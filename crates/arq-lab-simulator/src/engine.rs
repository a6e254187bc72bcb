use crate::channel::{Channel, TransitOutcome};
use arq_lab_abstract::{
    Frame, LinkContext, ReceiverProtocol, SenderProtocol, TimedEvent, TraceEvent, TransferUnit,
};
use std::cmp::Ordering;
use std::collections::{BinaryHeap, HashMap};
use tracing::debug;

/// Steps processed before a run is declared stalled. Far above anything a
/// legitimate run needs; bounds operator-driven retransmission loops.
const MAX_STEPS: u64 = 200_000;

#[derive(Debug, Clone, Copy, PartialEq, Eq, Hash)]
pub enum NodeId {
    Sender,
    Receiver,
}

impl NodeId {
    pub fn peer(&self) -> Self {
        match self {
            NodeId::Sender => NodeId::Receiver,
            NodeId::Receiver => NodeId::Sender,
        }
    }
}

#[derive(Debug)]
enum EventKind {
    UnitArrival { to: NodeId, unit: TransferUnit },
    UnitDropped { seq: u32 },
    TimerExpiry { node: NodeId, timer_id: u32, generation: u64 },
}

#[derive(Debug)]
struct Event {
    time: u64,
    kind: EventKind,
    id: u64, // unique, differentiates events at the same time
}

// Custom Ord for min-heap behavior (smallest time pops first).
impl PartialEq for Event {
    fn eq(&self, other: &Self) -> bool {
        self.time == other.time && self.id == other.id
    }
}

impl Eq for Event {}

impl PartialOrd for Event {
    fn partial_cmp(&self, other: &Self) -> Option<Ordering> {
        Some(self.cmp(other))
    }
}

impl Ord for Event {
    fn cmp(&self, other: &Self) -> Ordering {
        other
            .time
            .cmp(&self.time)
            .then_with(|| other.id.cmp(&self.id))
    }
}

/// Actions buffered during one protocol callback, applied afterwards.
#[derive(Default)]
struct ActionBuffer {
    outgoing: Vec<TransferUnit>,
    timers_start: Vec<(u64, u32)>,
    timers_cancel: Vec<u32>,
    delivered: Vec<u32>,
    events: Vec<TraceEvent>,
}

struct ScopedContext<'a> {
    buffer: &'a mut ActionBuffer,
    now: u64,
}

impl LinkContext for ScopedContext<'_> {
    fn transmit(&mut self, unit: TransferUnit) {
        self.buffer.outgoing.push(unit);
    }

    fn start_timer(&mut self, delay_ms: u64, timer_id: u32) {
        self.buffer.timers_start.push((delay_ms, timer_id));
    }

    fn cancel_timer(&mut self, timer_id: u32) {
        self.buffer.timers_cancel.push(timer_id);
    }

    fn deliver(&mut self, frame: &Frame) {
        self.buffer
            .events
            .push(TraceEvent::FrameDeliveredToReceiver { seq: frame.seq });
        self.buffer.delivered.push(frame.seq);
    }

    fn emit(&mut self, event: TraceEvent) {
        self.buffer.events.push(event);
    }

    fn now(&self) -> u64 {
        self.now
    }
}

/// Discrete-event core: one logical timeline driving the sender and receiver
/// state machines over the channel.
///
/// Every suspension point of a frame's journey (transit, stagger pacing,
/// timeout waits) is an entry in the event queue, and every protocol callback
/// runs to completion against buffered actions, so updates to shared window
/// state are fully serialized. Dropping the engine discards the queue, which
/// cancels every outstanding timer and in-flight transmission at once.
pub struct Engine {
    time: u64,
    queue: BinaryHeap<Event>,
    event_id_counter: u64,
    steps: u64,

    channel: Channel,
    sender: Box<dyn SenderProtocol>,
    receiver: Box<dyn ReceiverProtocol>,

    /// Cancellation bookkeeping: an expiry whose recorded generation is
    /// behind the counter for its `(node, timer_id)` key has been cancelled.
    timer_generations: HashMap<(NodeId, u32), u64>,

    timeline: Vec<TimedEvent>,
    delivered: Vec<u32>,
    frame_transmissions: u32,
    ack_count: u32,
}

impl Engine {
    pub fn new(
        channel: Channel,
        sender: Box<dyn SenderProtocol>,
        receiver: Box<dyn ReceiverProtocol>,
    ) -> Self {
        Self {
            time: 0,
            queue: BinaryHeap::new(),
            event_id_counter: 0,
            steps: 0,
            channel,
            sender,
            receiver,
            timer_generations: HashMap::new(),
            timeline: Vec::new(),
            delivered: Vec::new(),
            frame_transmissions: 0,
            ack_count: 0,
        }
    }

    pub fn current_time(&self) -> u64 {
        self.time
    }

    pub fn timeline(&self) -> &[TimedEvent] {
        &self.timeline
    }

    pub fn delivered(&self) -> &[u32] {
        &self.delivered
    }

    pub fn frame_transmissions(&self) -> u32 {
        self.frame_transmissions
    }

    pub fn ack_count(&self) -> u32 {
        self.ack_count
    }

    pub fn is_complete(&self) -> bool {
        self.sender.is_complete()
    }

    pub fn exhausted(&self) -> bool {
        self.steps >= MAX_STEPS
    }

    pub fn schedule_loss(&mut self, seq: u32) -> bool {
        self.channel.loss_table_mut().schedule(seq)
    }

    /// Append an event to the presentation stream at the current time.
    pub fn record(&mut self, event: TraceEvent) {
        debug!(time = self.time, ?event, "trace");
        self.timeline.push(TimedEvent {
            time: self.time,
            event,
        });
    }

    fn push_event(&mut self, time: u64, kind: EventKind) {
        self.queue.push(Event {
            time,
            kind,
            id: self.event_id_counter,
        });
        self.event_id_counter += 1;
    }

    /// Run both state machines' init callbacks.
    pub fn init(&mut self) {
        let mut buffer = ActionBuffer::default();
        {
            let mut ctx = ScopedContext {
                buffer: &mut buffer,
                now: self.time,
            };
            self.sender.init(&mut ctx);
        }
        self.process_actions(NodeId::Sender, buffer);

        let mut buffer = ActionBuffer::default();
        {
            let mut ctx = ScopedContext {
                buffer: &mut buffer,
                now: self.time,
            };
            self.receiver.init(&mut ctx);
        }
        self.process_actions(NodeId::Receiver, buffer);
    }

    /// Process the next event. Returns false once the queue is empty.
    pub fn step(&mut self) -> bool {
        let event = match self.queue.pop() {
            Some(e) => e,
            None => return false,
        };

        self.time = event.time;
        self.steps += 1;
        debug!(time = self.time, kind = ?event.kind, "processing event");

        match event.kind {
            EventKind::UnitArrival { to, unit } => match (to, unit) {
                (NodeId::Receiver, TransferUnit::Data(frame)) => {
                    self.record(TraceEvent::FrameDelivered { seq: frame.seq });
                    let mut buffer = ActionBuffer::default();
                    {
                        let mut ctx = ScopedContext {
                            buffer: &mut buffer,
                            now: self.time,
                        };
                        self.receiver.on_frame(&mut ctx, frame);
                    }
                    self.process_actions(NodeId::Receiver, buffer);
                }
                (NodeId::Sender, TransferUnit::Ack(ack)) => {
                    self.record(TraceEvent::AckReceived { seq: ack.seq });
                    let mut buffer = ActionBuffer::default();
                    {
                        let mut ctx = ScopedContext {
                            buffer: &mut buffer,
                            now: self.time,
                        };
                        self.sender.on_ack(&mut ctx, ack);
                    }
                    self.process_actions(NodeId::Sender, buffer);
                }
                (to, unit) => {
                    debug!(?to, ?unit, "ignoring unit arriving at the wrong endpoint");
                }
            },
            EventKind::UnitDropped { seq } => {
                self.record(TraceEvent::FrameLost { seq });
            }
            EventKind::TimerExpiry {
                node,
                timer_id,
                generation,
            } => {
                let key = (node, timer_id);
                match self.timer_generations.get(&key) {
                    Some(&current) if current == generation => {}
                    _ => {
                        // Cancelled or orphaned; the callback must not fire.
                        debug!(?node, timer_id, "skipping stale timer expiry");
                        return true;
                    }
                }

                let mut buffer = ActionBuffer::default();
                {
                    let mut ctx = ScopedContext {
                        buffer: &mut buffer,
                        now: self.time,
                    };
                    match node {
                        NodeId::Sender => self.sender.on_timer(&mut ctx, timer_id),
                        NodeId::Receiver => self.receiver.on_timer(&mut ctx, timer_id),
                    }
                }
                self.process_actions(node, buffer);
            }
        }
        true
    }

    fn process_actions(&mut self, source: NodeId, buffer: ActionBuffer) {
        for event in buffer.events {
            self.record(event);
        }

        self.delivered.extend(buffer.delivered);

        // Cancellation bumps the generation, invalidating queued expiries.
        for timer_id in buffer.timers_cancel {
            let generation = self.timer_generations.entry((source, timer_id)).or_insert(0);
            *generation += 1;
        }

        for (delay, timer_id) in buffer.timers_start {
            let generation = *self.timer_generations.entry((source, timer_id)).or_insert(0);
            self.push_event(
                self.time + delay,
                EventKind::TimerExpiry {
                    node: source,
                    timer_id,
                    generation,
                },
            );
        }

        for unit in buffer.outgoing {
            match unit {
                TransferUnit::Data(frame) => {
                    self.frame_transmissions += 1;
                    self.record(TraceEvent::FrameSent { seq: frame.seq });
                    match self.channel.admit_frame(frame.seq) {
                        TransitOutcome::Delivered { after_ms } => {
                            self.push_event(
                                self.time + after_ms,
                                EventKind::UnitArrival {
                                    to: NodeId::Receiver,
                                    unit: TransferUnit::Data(frame),
                                },
                            );
                        }
                        TransitOutcome::Dropped { after_ms } => {
                            self.push_event(
                                self.time + after_ms,
                                EventKind::UnitDropped { seq: frame.seq },
                            );
                        }
                    }
                }
                TransferUnit::Ack(ack) => {
                    self.ack_count += 1;
                    self.record(TraceEvent::AckSent { seq: ack.seq });
                    if let TransitOutcome::Delivered { after_ms } = self.channel.admit_ack() {
                        self.push_event(
                            self.time + after_ms,
                            EventKind::UnitArrival {
                                to: NodeId::Sender,
                                unit: TransferUnit::Ack(ack),
                            },
                        );
                    }
                }
            }
        }
    }
}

### WHAT THE TASK ASKS
Please return every line of the records that contains the word "impl".

### TASK RESPONSE
impl NodeId {
impl PartialEq for Event {
impl Eq for Event {}
impl PartialOrd for Event {
impl Ord for Event {
impl LinkContext for ScopedContext<'_> {
impl Engine {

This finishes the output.